Post-implantation transcatheter aortic valve migration in a left ventricular assist device patient with severe aortic insufficiency.
Ong BH, Chiam Paul, Sim DK, Tan TE.
European Heart Journal 2014; 35: 1616.
A 49-year-old man with dilated cardiomyopathy who underwent HeartMate II (Thoratec) left ventricular assist device (LVAD) implantation 1 year prior presented with cardiac failure secondary to severe aortic regurgitation (AR) requiring inotropic support. He previously developed acute pump thrombosis requiring emergency pump exchange complicated by right heart failure requiring temporary right VAD support. Because of his extreme surgical risk (EuroSCORE-II 48.15%), transcatheter aortic valve implantation (TAVI) was offered on humanitarian grounds. Computed tomography showed an aortic annulus diameter of 27 mm based on its perimeter (86 mm).
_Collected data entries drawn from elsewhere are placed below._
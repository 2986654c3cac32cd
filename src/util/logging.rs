//! Diagnostics for the stackprobe binary
//!
//! Events go to stderr through `tracing`; stdout is reserved for results.
//! `RUST_LOG` replaces the whole filter when set. Otherwise dependencies log
//! at `warn` and stackprobe at the configured level.

use std::env;
use std::sync::Once;
use tracing::Level;
use tracing_subscriber::{fmt, layer::SubscriberExt, util::SubscriberInitExt, EnvFilter};

static INIT: Once = Once::new();

const LEVEL_VAR: &str = "STACKPROBE_LOG_LEVEL";
const JSON_VAR: &str = "STACKPROBE_LOG_JSON";

#[derive(Debug, Clone, PartialEq, Eq)]
pub struct LoggingConfig {
    pub level: Level,
    /// One JSON object per event instead of the console format
    pub use_json: bool,
}

impl Default for LoggingConfig {
    fn default() -> Self {
        Self {
            level: Level::INFO,
            use_json: false,
        }
    }
}

impl LoggingConfig {
    /// Reads `STACKPROBE_LOG_LEVEL` and `STACKPROBE_LOG_JSON`
    pub fn from_env() -> Self {
        let level = env::var(LEVEL_VAR)
            .map(|v| parse_level(&v))
            .unwrap_or(Level::INFO);
        let use_json = env::var(JSON_VAR)
            .ok()
            .and_then(|v| v.trim().parse::<bool>().ok())
            .unwrap_or(false);
        Self { level, use_json }
    }
}

/// Case-insensitive level name; unknown names warn on stderr and give `INFO`
pub fn parse_level(name: &str) -> Level {
    match name.trim().parse::<Level>() {
        Ok(level) => level,
        Err(_) => {
            eprintln!(
                "Invalid log level '{}', using info. Valid levels: trace, debug, info, warn, error",
                name
            );
            Level::INFO
        }
    }
}

fn filter_for(level: Level) -> EnvFilter {
    match env::var("RUST_LOG") {
        Ok(_) => EnvFilter::from_default_env(),
        Err(_) => EnvFilter::new(format!("warn,stackprobe={}", level)),
    }
}

/// Installs the global subscriber; later calls are ignored
pub fn init_logging(config: LoggingConfig) {
    INIT.call_once(|| {
        let json = config
            .use_json
            .then(|| fmt::layer().json().with_writer(std::io::stderr));
        let console = (!config.use_json).then(|| fmt::layer().with_writer(std::io::stderr));

        tracing_subscriber::registry()
            .with(filter_for(config.level))
            .with(json)
            .with(console)
            .init();
    });
}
A 31 mm self-expanding CoreValve (Medtronic) was deployed via the transfemoral approach. Post-deployment, it was satisfactorily positioned with acceptable mild–moderate paravalvular leak (Panels A and B). However, he became haemodynamically unstable 2h post-procedure. Investigations confirmed that the CoreValve migrated into the LV outflow tract, causing severe AR (Panels C and D). Emergency surgery was performed to remove the prosthesis and close the aortic valve. After a complicated post-operative recovery, he was discharged well. We postulate that the early CoreValve migration was contributed by the lack of calcium on the native aortic valve to provide fixation, and the absence of pulsatile flow resulting in the CoreValve leaflets being constantly in a ‘closed’ state, allowing the LVAD to act as a suction to pull it towards the apex. Thus, the application of TAVI in LVAD patients with AR must be viewed cautiously.